- DIRECTIONS -
The lines wanted are those in the data below that include "other".
----------
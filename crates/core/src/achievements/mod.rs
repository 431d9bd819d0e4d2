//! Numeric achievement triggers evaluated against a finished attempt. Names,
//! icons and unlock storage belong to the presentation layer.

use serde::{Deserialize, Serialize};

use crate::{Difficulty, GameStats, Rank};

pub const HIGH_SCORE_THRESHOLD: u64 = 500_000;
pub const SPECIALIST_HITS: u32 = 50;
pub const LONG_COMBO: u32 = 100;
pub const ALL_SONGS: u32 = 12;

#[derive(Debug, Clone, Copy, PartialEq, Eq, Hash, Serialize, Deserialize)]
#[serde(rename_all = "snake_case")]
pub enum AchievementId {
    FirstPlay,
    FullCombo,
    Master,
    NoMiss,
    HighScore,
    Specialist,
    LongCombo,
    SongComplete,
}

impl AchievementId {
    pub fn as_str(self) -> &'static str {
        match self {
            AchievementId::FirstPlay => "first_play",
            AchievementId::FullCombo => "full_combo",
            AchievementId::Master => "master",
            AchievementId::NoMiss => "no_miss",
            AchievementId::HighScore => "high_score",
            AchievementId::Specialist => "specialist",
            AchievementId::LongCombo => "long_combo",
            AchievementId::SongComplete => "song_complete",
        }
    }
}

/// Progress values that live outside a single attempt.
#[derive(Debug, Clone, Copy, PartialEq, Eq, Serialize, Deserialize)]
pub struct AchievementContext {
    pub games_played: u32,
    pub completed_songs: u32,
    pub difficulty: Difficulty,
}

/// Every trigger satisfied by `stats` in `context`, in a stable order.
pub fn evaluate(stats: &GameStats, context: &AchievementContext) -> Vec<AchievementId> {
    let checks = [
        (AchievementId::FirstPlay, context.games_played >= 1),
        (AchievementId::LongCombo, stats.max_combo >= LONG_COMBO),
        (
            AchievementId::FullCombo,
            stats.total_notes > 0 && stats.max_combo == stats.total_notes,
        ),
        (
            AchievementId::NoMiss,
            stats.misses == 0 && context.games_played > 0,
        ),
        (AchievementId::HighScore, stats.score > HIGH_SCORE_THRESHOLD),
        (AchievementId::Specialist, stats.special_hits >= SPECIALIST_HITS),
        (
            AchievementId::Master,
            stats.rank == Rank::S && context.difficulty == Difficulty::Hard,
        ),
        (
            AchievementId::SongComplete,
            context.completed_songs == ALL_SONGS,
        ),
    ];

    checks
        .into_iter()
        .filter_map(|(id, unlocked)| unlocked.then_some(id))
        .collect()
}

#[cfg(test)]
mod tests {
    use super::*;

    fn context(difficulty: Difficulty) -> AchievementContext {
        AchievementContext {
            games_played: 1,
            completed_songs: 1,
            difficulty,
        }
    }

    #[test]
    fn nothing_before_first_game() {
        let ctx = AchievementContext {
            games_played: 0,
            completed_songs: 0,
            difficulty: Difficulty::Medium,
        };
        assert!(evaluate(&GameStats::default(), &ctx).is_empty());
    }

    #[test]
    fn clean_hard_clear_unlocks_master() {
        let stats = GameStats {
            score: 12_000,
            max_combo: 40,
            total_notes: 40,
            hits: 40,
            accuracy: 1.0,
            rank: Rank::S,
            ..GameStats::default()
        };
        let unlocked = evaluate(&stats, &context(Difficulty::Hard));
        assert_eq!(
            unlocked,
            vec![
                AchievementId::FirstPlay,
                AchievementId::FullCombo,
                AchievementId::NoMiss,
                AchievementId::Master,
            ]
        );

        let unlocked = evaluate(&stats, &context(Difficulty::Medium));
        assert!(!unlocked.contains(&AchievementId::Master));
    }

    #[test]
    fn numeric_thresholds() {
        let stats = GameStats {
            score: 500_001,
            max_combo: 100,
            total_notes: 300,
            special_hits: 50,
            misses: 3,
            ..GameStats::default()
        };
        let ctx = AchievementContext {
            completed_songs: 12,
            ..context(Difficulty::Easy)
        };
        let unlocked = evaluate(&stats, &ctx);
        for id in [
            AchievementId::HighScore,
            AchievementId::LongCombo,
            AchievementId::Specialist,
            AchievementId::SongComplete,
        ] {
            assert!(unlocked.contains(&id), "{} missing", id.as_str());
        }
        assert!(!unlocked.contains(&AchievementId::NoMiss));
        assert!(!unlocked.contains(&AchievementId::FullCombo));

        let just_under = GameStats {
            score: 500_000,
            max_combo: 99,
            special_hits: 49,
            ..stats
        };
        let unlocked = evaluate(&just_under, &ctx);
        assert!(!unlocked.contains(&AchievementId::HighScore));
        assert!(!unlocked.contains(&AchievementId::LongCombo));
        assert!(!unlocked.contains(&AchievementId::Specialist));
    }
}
----------
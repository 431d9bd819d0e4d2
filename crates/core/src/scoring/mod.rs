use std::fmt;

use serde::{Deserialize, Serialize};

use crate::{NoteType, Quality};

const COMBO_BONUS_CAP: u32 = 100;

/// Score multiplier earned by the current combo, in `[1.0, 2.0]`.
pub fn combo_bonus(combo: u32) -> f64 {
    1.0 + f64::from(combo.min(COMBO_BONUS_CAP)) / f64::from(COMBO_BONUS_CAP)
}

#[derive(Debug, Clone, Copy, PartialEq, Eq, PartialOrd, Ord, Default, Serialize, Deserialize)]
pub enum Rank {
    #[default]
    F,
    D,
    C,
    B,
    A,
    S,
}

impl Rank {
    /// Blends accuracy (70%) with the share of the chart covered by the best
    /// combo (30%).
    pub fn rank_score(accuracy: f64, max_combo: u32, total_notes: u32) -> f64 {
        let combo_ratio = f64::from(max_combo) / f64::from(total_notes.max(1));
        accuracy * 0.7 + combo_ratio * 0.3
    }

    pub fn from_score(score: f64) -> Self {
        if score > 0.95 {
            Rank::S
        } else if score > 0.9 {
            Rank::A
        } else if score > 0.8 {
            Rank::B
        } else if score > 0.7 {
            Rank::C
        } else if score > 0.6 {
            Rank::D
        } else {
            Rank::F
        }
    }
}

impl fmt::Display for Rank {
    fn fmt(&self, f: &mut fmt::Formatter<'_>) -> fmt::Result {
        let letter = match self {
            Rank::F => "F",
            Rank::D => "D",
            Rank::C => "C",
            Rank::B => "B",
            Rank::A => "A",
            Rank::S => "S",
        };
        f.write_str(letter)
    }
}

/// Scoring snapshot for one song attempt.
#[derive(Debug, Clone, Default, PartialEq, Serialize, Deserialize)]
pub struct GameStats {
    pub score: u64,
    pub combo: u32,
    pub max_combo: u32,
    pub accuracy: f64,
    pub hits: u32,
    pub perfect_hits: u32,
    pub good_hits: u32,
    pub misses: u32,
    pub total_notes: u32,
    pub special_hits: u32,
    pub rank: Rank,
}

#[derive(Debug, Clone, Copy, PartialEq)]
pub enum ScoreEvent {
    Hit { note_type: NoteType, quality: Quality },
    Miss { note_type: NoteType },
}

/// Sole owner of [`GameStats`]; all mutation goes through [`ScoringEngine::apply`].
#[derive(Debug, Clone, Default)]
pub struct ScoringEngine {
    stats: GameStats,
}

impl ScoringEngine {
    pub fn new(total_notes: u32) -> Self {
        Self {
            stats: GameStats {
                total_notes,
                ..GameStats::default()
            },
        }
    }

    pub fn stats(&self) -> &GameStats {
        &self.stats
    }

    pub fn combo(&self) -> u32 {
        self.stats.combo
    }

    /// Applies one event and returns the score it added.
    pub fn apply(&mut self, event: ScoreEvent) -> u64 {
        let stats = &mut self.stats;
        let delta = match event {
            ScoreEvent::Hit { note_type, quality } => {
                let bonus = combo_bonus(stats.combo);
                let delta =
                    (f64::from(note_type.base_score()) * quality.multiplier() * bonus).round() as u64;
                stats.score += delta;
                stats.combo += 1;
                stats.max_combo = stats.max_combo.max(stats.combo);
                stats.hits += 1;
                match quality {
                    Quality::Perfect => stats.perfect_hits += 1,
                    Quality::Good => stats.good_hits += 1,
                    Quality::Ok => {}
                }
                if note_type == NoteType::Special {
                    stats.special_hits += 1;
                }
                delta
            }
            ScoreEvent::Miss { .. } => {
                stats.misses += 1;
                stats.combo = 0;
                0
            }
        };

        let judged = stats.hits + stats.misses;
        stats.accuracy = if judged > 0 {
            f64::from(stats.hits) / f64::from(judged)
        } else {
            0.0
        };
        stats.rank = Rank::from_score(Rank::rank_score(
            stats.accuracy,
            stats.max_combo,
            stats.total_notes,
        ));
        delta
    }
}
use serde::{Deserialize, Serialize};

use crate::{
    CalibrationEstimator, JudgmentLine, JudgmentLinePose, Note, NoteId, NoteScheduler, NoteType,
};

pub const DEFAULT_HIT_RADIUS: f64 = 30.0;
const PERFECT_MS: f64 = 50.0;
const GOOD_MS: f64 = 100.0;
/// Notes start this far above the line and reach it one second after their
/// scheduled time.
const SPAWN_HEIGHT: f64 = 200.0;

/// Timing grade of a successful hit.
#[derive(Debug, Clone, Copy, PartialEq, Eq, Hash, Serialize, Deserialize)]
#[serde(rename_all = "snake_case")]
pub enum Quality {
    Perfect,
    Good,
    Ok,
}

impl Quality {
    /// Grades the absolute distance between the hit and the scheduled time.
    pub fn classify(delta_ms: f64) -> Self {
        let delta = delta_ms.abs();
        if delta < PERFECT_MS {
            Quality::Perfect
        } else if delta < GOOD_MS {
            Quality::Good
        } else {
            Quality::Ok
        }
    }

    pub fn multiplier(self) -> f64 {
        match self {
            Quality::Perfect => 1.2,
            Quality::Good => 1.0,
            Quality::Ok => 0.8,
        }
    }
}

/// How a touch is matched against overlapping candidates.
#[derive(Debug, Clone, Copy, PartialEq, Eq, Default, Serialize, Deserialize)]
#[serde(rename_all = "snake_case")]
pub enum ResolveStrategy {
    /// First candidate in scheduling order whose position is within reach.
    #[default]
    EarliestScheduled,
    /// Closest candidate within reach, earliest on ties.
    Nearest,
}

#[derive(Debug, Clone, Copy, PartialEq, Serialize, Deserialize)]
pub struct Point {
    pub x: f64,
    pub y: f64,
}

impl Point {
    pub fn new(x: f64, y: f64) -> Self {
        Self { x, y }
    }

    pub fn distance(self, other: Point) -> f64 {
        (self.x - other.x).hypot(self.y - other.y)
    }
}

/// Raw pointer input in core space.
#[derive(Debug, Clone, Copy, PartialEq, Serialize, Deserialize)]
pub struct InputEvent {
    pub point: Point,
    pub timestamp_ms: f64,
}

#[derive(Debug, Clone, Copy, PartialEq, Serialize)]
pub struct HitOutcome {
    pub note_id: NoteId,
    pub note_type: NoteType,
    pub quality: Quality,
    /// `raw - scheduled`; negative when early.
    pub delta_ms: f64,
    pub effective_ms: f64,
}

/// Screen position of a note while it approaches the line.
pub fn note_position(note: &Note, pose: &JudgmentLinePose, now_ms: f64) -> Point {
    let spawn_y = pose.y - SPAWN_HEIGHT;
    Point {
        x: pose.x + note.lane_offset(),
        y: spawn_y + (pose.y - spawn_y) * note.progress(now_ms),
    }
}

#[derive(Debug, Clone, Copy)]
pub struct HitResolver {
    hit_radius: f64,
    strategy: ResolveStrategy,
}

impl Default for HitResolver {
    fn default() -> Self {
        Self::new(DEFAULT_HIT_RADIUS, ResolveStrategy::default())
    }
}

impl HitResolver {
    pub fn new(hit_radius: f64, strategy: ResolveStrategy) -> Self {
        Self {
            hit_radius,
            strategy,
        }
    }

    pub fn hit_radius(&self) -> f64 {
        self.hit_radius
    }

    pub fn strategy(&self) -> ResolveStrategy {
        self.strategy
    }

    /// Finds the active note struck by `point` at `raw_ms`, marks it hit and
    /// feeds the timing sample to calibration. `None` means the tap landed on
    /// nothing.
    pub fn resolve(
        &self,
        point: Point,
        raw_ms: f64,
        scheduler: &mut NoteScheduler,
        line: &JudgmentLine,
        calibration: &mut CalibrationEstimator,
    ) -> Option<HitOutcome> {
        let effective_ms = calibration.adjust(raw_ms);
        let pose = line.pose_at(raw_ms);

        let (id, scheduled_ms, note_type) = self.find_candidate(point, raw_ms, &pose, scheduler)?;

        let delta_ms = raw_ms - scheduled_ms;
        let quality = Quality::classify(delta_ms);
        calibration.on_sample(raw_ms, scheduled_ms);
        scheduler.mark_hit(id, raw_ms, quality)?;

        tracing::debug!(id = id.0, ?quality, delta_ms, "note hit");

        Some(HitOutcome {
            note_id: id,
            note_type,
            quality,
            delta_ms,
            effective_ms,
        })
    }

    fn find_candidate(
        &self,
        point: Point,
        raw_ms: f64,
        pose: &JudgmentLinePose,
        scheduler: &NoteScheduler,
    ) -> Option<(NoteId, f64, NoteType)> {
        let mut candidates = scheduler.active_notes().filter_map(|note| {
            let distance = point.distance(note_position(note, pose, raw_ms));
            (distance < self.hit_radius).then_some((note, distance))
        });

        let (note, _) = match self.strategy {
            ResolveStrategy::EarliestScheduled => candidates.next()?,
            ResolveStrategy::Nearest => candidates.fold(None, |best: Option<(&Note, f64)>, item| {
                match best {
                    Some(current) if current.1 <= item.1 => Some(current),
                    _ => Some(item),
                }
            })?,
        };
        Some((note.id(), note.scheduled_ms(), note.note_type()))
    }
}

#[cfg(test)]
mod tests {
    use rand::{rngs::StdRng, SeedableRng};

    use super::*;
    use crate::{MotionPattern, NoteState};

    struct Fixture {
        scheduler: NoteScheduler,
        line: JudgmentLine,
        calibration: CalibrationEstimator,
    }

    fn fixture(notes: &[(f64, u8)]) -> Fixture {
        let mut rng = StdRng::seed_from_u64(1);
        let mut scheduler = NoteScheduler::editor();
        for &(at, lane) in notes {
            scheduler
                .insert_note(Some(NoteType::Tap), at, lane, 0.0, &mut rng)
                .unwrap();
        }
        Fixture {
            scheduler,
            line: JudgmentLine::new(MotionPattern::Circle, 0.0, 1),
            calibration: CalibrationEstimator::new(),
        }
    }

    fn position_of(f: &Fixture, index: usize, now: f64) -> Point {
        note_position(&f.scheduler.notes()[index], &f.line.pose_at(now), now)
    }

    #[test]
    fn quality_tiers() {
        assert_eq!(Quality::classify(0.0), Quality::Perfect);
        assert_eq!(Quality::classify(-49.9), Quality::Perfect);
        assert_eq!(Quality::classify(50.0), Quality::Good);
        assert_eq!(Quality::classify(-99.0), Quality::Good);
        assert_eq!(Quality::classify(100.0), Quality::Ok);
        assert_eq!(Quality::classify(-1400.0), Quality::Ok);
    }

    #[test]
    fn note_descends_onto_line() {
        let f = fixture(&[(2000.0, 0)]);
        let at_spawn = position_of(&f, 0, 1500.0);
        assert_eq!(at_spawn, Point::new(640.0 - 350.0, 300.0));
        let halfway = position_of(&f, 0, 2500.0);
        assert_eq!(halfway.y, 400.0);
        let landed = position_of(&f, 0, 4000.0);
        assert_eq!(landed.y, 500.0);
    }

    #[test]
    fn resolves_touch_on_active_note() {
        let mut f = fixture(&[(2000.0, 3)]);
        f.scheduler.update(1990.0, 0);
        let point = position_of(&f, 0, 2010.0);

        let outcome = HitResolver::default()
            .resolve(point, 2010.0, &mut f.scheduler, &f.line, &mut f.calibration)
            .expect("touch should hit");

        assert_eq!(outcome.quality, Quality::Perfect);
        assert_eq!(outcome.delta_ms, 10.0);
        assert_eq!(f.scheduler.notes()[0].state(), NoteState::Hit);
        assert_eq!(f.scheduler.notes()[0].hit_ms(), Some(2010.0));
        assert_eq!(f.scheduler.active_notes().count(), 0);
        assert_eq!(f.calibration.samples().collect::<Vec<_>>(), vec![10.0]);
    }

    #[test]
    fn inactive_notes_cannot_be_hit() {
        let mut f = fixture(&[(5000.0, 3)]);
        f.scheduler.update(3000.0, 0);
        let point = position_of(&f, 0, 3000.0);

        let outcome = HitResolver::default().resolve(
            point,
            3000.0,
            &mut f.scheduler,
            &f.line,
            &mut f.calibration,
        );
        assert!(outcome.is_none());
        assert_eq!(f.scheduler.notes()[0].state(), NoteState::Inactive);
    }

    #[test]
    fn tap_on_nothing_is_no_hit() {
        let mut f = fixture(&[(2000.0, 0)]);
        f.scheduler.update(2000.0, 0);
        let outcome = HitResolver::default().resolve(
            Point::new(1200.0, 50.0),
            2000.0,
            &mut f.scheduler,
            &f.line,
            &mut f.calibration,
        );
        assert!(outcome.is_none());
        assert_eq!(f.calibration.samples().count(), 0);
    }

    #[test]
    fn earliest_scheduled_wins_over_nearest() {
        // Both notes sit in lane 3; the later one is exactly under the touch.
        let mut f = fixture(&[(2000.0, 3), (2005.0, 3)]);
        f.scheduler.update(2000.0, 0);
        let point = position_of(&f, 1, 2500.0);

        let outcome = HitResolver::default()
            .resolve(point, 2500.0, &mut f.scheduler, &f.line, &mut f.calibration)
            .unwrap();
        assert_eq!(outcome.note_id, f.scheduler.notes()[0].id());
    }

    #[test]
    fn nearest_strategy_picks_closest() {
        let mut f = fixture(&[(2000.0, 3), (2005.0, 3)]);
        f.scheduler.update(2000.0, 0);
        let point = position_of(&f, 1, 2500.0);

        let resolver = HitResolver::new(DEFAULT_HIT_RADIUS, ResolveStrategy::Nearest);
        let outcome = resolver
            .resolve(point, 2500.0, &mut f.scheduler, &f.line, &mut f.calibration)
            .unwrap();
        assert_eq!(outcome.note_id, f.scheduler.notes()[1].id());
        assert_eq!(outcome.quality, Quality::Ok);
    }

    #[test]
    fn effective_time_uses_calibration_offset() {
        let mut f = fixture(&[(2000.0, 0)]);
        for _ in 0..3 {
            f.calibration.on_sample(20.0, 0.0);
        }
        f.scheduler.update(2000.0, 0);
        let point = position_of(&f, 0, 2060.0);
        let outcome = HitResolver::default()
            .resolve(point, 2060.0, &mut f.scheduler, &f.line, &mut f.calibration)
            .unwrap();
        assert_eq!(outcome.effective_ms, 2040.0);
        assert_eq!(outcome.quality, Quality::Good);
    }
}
----------
- TASK SOLUTION -
    pub fn distance(self, other: Point) -> f64 {
        (self.x - other.x).hypot(self.y - other.y)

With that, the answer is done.